Fisicamente robusto, diziam que o Jurandir tinha uma força semelhante à de um touro.   A propósito, aproveito para lembrar alguns fatos de sua vida,  incluisive os que demonstravam sua força:

  Ao saber que um cidadão teria espalhado na cidade, durante uma campanha eleitoral,  espúrias difamações contra  o nome do nosso irmão Antonio, conhecido como Quitó , ouviu calado a conversa dos outros irmãos e, ao caminhar rumo ao trabalho, eis que se defronta com uma bicicleta que se tornou voadora junto com o ciclista-difamador, ao receber uma  corretiva bofetada não contida diante da indignação que atingira o Jurandir e a  todos de nossa família.
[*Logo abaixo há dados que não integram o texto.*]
impl CrossSection {
    /// Signed lateral offsets of the five boundary curves for a conductor
    /// of width `width`, positive to the left of the direction of travel.
    ///
    /// Microstrip has no in-plane grounds; its ground curves coincide with
    /// the conductor edges so that every cross section yields the same
    /// five aligned curves.
    pub fn offsets(&self, width: f64) -> Curves<f64> {
        let half = 0.5 * width;
        let ground = match *self {
            CrossSection::Cpw { gap } => half + gap,
            CrossSection::Microstrip => half,
        };
        Curves::new(ground, half, 0.0, -half, -ground)
    }

    /// Checks the cross-section parameters, failing with
    /// [`Error::InputValidation`] on the first violation.
    pub fn validate(&self) -> Result<()> {
        if let CrossSection::Cpw { gap } = *self {
            if !gap.is_finite() || gap <= 0.0 {
                return Err(Error::InputValidation(format!(
                    "CPW gap must be positive and finite, got {gap}"
                )));
            }
        }
        Ok(())
    }
}

/// An axis-aligned bounding box.
#[derive(Debug, Clone, Copy, PartialEq, Serialize, Deserialize)]
pub struct Bounds {
    /// The lower-left corner.
    pub min: Point,
    /// The upper-right corner.
    pub max: Point,
}

impl Bounds {
    /// The horizontal extent.
    pub fn width(&self) -> f64 {
        self.max.x - self.min.x
    }

    /// The vertical extent.
    pub fn height(&self) -> f64 {
        self.max.y - self.min.y
    }
}

/// The five boundary curves of a path swept with a common cross section.
///
/// All five curves always hold the same number of points: the i-th point
/// of each curve describes the same cross-sectional cut through the path.
#[derive(Debug, Clone, PartialEq, Serialize, Deserialize)]
pub struct Coords {
    section: CrossSection,
    ground_left: Vec<Point>,
    edge_left: Vec<Point>,
    center: Vec<Point>,
    edge_right: Vec<Point>,
    ground_right: Vec<Point>,
}

impl Coords {
    pub(crate) fn with_capacity(section: CrossSection, capacity: usize) -> Self {
        Self {
            section,
            ground_left: Vec::with_capacity(capacity),
            edge_left: Vec::with_capacity(capacity),
            center: Vec::with_capacity(capacity),
            edge_right: Vec::with_capacity(capacity),
            ground_right: Vec::with_capacity(capacity),
        }
    }

    /// Sweeps `section` along the x axis through `(position, width)`
    /// samples.
    ///
    /// Positions must be finite and non-decreasing, widths positive. The
    /// result is a straight path along `+x`, centered on `y = 0`,
    /// starting at the first sample.
    pub fn from_samples(samples: &[(f64, f64)], section: CrossSection) -> Result<Self> {
        section.validate()?;
        if samples.len() < 2 {
            return Err(Error::InputValidation(format!(
                "a path needs at least 2 samples, got {}",
                samples.len()
            )));
        }
        let mut coords = Self::with_capacity(section, samples.len());
        let mut last_x = f64::NEG_INFINITY;
        for &(x, width) in samples {
            if !x.is_finite() || x < last_x {
                return Err(Error::InputValidation(format!(
                    "positions must be finite and non-decreasing, got {x} after {last_x}"
                )));
            }
            if !width.is_finite() || width <= 0.0 {
                return Err(Error::InputValidation(format!(
                    "conductor width must be positive and finite, got {width}"
                )));
            }
            last_x = x;
            let offsets = section.offsets(width);
            for boundary in Boundary::ALL {
                coords
                    .curve_mut(boundary)
                    .push(Point::new(x, offsets[boundary]));
            }
        }
        Ok(coords)
    }

    /// Sweeps `section` along a discretized taper.
    ///
    /// Sample 0 of [`TaperSections`] is the load end, so the path starts
    /// at the load and runs toward the source.
    pub fn from_sections(taper: &TaperSections, section: CrossSection) -> Result<Self> {
        let samples: Vec<(f64, f64)> = taper.samples().collect();
        Self::from_samples(&samples, section)
    }

    /// The cross section swept along the path.
    pub fn section(&self) -> CrossSection {
        self.section
    }

    /// The points of one boundary curve.
    pub fn curve(&self, boundary: Boundary) -> &[Point] {
        match boundary {
            Boundary::GroundLeft => &self.ground_left,
            Boundary::EdgeLeft => &self.edge_left,
            Boundary::Center => &self.center,
            Boundary::EdgeRight => &self.edge_right,
            Boundary::GroundRight => &self.ground_right,
        }
    }

    pub(crate) fn curve_mut(&mut self, boundary: Boundary) -> &mut Vec<Point> {
        match boundary {
            Boundary::GroundLeft => &mut self.ground_left,
            Boundary::EdgeLeft => &mut self.edge_left,
            Boundary::Center => &mut self.center,
            Boundary::EdgeRight => &mut self.edge_right,
            Boundary::GroundRight => &mut self.ground_right,
        }
    }

    /// The number of cross-sectional cuts along the path.
    pub fn len(&self) -> usize {
        self.center.len()
    }

    /// Whether the path has no points.
    pub fn is_empty(&self) -> bool {
        self.center.is_empty()
    }

    /// The conductor width at cut `i`.
    ///
    /// # Panics
    ///
    /// Panics if `i` is out of bounds.
    pub fn width_at(&self, i: usize) -> f64 {
        self.edge_left[i].distance_to(self.edge_right[i])
    }

    /// The arc length of the center curve.
    pub fn path_length(&self) -> f64 {
        // Must stay function-scoped: with `Itertools` visible at module
        // scope, the iterator impls expanded by `derive(Indexable)` on
        // [`Boundary`] resolve their `get` calls to `Itertools::get`
        // instead of the generated inherent method and fail to compile.
        use itertools::Itertools;
        self.center
            .iter()
            .tuple_windows()
            .map(|(a, b)| a.distance_to(*b))
            .sum()
    }

    /// The bounding box of all five curves, or [`None`] for an empty
    /// path.
    pub fn bbox(&self) -> Option<Bounds> {
        let mut points = Boundary::ALL.iter().flat_map(|b| self.curve(*b).iter());
        let first = *points.next()?;
        let (mut min, mut max) = (first, first);
        for p in points {
            min.x = min.x.min(p.x);
            min.y = min.y.min(p.y);
            max.x = max.x.max(p.x);
            max.y = max.y.max(p.y);
        }
        Some(Bounds { min, max })
    }

    /// Appends a quarter-turn pigtail arc at the end of the path.
    ///
    /// The arc turns left after an even meander row and right after an odd
    /// one, so the pigtails of consecutive rows mirror each other. The
    /// bend radius applies to the center curve; every other curve keeps
    /// its lateral offset through the turn, so the radius must exceed the
    /// outermost offset of the final cut.
    pub fn with_pigtail(mut self, radius: f64, row: usize) -> Result<Self> {
        if !radius.is_finite() || radius <= 0.0 {
            return Err(Error::InputValidation(format!(
                "pigtail radius must be positive and finite, got {radius}"
            )));
        }
        let n = self.len();
        if n < 2 {
            return Err(Error::InputValidation(
                "a pigtail needs a path with at least 2 points".to_string(),
            ));
        }
        let end = self.center[n - 1];
        let tangent = (end - self.center[n - 2]).normalized().ok_or_else(|| {
            Error::InputValidation(
                "path end has no direction; its last two points coincide".to_string(),
            )
        })?;
        let normal = tangent.perp();
        // Recover each curve's lateral offset at the final cut.
        let offsets = Curves::new(
            normal.dot(self.ground_left[n - 1] - end),
            normal.dot(self.edge_left[n - 1] - end),
            0.0,
            normal.dot(self.edge_right[n - 1] - end),
            normal.dot(self.ground_right[n - 1] - end),
        );
        let outermost = offsets[Boundary::GroundLeft]
            .abs()
            .max(offsets[Boundary::GroundRight].abs());
        if radius <= outermost {
            return Err(Error::InputValidation(format!(
                "pigtail radius {radius} must exceed the outermost lateral offset {outermost}"
            )));
        }
        let ccw = row % 2 == 0;
        let pivot = if ccw {
            end + normal * radius
        } else {
            end - normal * radius
        };
        for step in 1..=PIGTAIL_POINTS {
            let theta = FRAC_PI_2 * step as f64 / PIGTAIL_POINTS as f64;
            for boundary in Boundary::ALL {
                let offset = offsets[boundary];
                let point = if ccw {
                    let r = radius - offset;
                    pivot + tangent * (r * theta.sin()) - normal * (r * theta.cos())
                } else {
                    let r = radius + offset;
                    pivot + tangent * (r * theta.sin()) + normal * (r * theta.cos())
                };
                self.curve_mut(boundary).push(point);
            }
        }
        Ok(self)
    }
}
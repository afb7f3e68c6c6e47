//! Error types for numerical routines.

/// A result type returning numerical errors.
pub type Result<T, E = Error> = std::result::Result<T, E>;

/// The error type for numerical routines.
///
/// Every variant is fatal to the computation that raised it. A failed
/// bracket or an exhausted budget means the requested quantity was never
/// computed, so callers must propagate the error rather than substitute
/// an approximation.
#[derive(thiserror::Error, Debug, Clone, Copy, PartialEq)]
pub enum Error {
    /// The bracket endpoints do not straddle a sign change.
    #[error("no sign change in bracket [{a}, {b}]")]
    NoSignChange {
        /// Lower bracket endpoint.
        a: f64,
        /// Upper bracket endpoint.
        b: f64,
    },
    /// Root refinement did not converge within the iteration budget.
    #[error("root search did not converge within {limit} iterations")]
    MaxIterations {
        /// The iteration budget that was exhausted.
        limit: usize,
    },
    /// Adaptive quadrature subdivided past its depth budget without
    /// meeting the error tolerance.
    #[error("quadrature did not converge within subdivision depth {depth}")]
    DepthExceeded {
        /// The depth budget that was exhausted.
        depth: usize,
    },
}
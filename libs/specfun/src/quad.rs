//! Adaptive numerical quadrature.

use crate::error::{Error, Result};

/// Default absolute error tolerance for [`integrate`].
pub const DEFAULT_TOLERANCE: f64 = 1e-10;

/// Default subdivision depth budget for [`integrate`].
pub const DEFAULT_MAX_DEPTH: usize = 32;

/// Integrates `f` over `[a, b]` by adaptive Simpson quadrature with the
/// default tolerance and depth budget.
///
/// Reversing the endpoints negates the result. Fails with
/// [`Error::DepthExceeded`] if the integrand cannot be resolved to the
/// tolerance within the depth budget.
///
/// # Examples
///
/// ```
/// use std::f64::consts::PI;
///
/// let total = specfun::quad::integrate(f64::sin, 0.0, PI).unwrap();
/// assert!((total - 2.0).abs() < 1e-9);
/// ```
pub fn integrate<F>(f: F, a: f64, b: f64) -> Result<f64>
where
    F: Fn(f64) -> f64,
{
    integrate_with(f, a, b, DEFAULT_TOLERANCE, DEFAULT_MAX_DEPTH)
}

/// Integrates `f` over `[a, b]` with an explicit absolute tolerance and
/// subdivision depth budget.
pub fn integrate_with<F>(f: F, a: f64, b: f64, tolerance: f64, max_depth: usize) -> Result<f64>
where
    F: Fn(f64) -> f64,
{
    if a == b {
        return Ok(0.0);
    }
    let fa = f(a);
    let fb = f(b);
    let m = 0.5 * (a + b);
    let fm = f(m);
    let whole = simpson(a, b, fa, fm, fb);
    let quad = Adaptive {
        f: &f,
        budget: max_depth,
    };
    quad.refine(a, b, fa, fm, fb, whole, tolerance, max_depth)
}

fn simpson(a: f64, b: f64, fa: f64, fm: f64, fb: f64) -> f64 {
    (b - a) / 6.0 * (fa + 4.0 * fm + fb)
}

struct Adaptive<'a, F> {
    f: &'a F,
    budget: usize,
}

impl<F> Adaptive<'_, F>
where
    F: Fn(f64) -> f64,
{
    #[allow(clippy::too_many_arguments)]
    fn refine(
        &self,
        a: f64,
        b: f64,
        fa: f64,
        fm: f64,
        fb: f64,
        whole: f64,
        tolerance: f64,
        depth: usize,
    ) -> Result<f64> {
        let m = 0.5 * (a + b);
        let lm = 0.5 * (a + m);
        let rm = 0.5 * (m + b);
        let flm = (self.f)(lm);
        let frm = (self.f)(rm);
        let left = simpson(a, m, fa, flm, fm);
        let right = simpson(m, b, fm, frm, fb);
        let delta = left + right - whole;
        // Richardson acceptance criterion for a halved Simpson step.
        if delta.abs() <= 15.0 * tolerance {
            return Ok(left + right + delta / 15.0);
        }
        if depth == 0 {
            return Err(Error::DepthExceeded { depth: self.budget });
        }
        let half = 0.5 * tolerance;
        Ok(self.refine(a, m, fa, flm, fm, left, half, depth - 1)?
            + self.refine(m, b, fm, frm, fb, right, half, depth - 1)?)
    }
}

#[cfg(test)]
mod tests {
    use super::*;
    use approx::assert_relative_eq;
    use std::f64::consts::PI;

    #[test]
    fn integrates_smooth_functions() {
        assert_relative_eq!(integrate(f64::sin, 0.0, PI).unwrap(), 2.0, max_relative = 1e-9);
        assert_relative_eq!(
            integrate(|x| x * x, 0.0, 1.0).unwrap(),
            1.0 / 3.0,
            max_relative = 1e-12
        );
    }

    #[test]
    fn empty_interval_is_zero() {
        assert_eq!(integrate(|x| x, 2.0, 2.0).unwrap(), 0.0);
    }

    #[test]
    fn reversed_endpoints_negate() {
        assert_relative_eq!(
            integrate(f64::cos, PI / 2.0, 0.0).unwrap(),
            -1.0,
            max_relative = 1e-9
        );
    }

    #[test]
    fn reports_depth_exhaustion() {
        let err = integrate_with(f64::sin, 0.0, PI, 1e-12, 2).unwrap_err();
        assert_eq!(err, Error::DepthExceeded { depth: 2 });
    }
}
Também era destemido.  Certa noite, tia Sinhá, espírita,  mostrou ao Jurandir uma casa mal assombrada, onde os espíritos assustavam as pessoas.  Jurandir entrou na casa gritando: "se tem alma penada que cuspa na minha mão".   E o cuspo aconteceu!  Ele saiu enojado para lavar as mãos e nunca mais duvidou de forças ocultas.  Noutra situação, uns pescadores estavam temerosos de tomar choque de um intruso puraquê em sua rede. O Jurandir pegou o peixe recebendo forte descarga elétrica intermitente, o seu braço tremia mas ele só se satisfez quando apertou o peixe até deixa-lo inerte. Só uma vez, foi surpreendido com uma ferrada de arraia na perna.  Dizia que foi a maior dor que sofreu na vida. Outro fato:  Numa de suas viagens, ancorarm numa aldeia indígena Caxinauá, no alto Purus, Acre e ele deparou com uma árvore cheia de frutos que os índios não lhe esclareciam se eram comestíveis.  Arriscou-se, comeu um fruto e mais outro porque gostou.  Os índios aproveitaram e comeram também e rindo diziam que era a "fruta do Jurandir"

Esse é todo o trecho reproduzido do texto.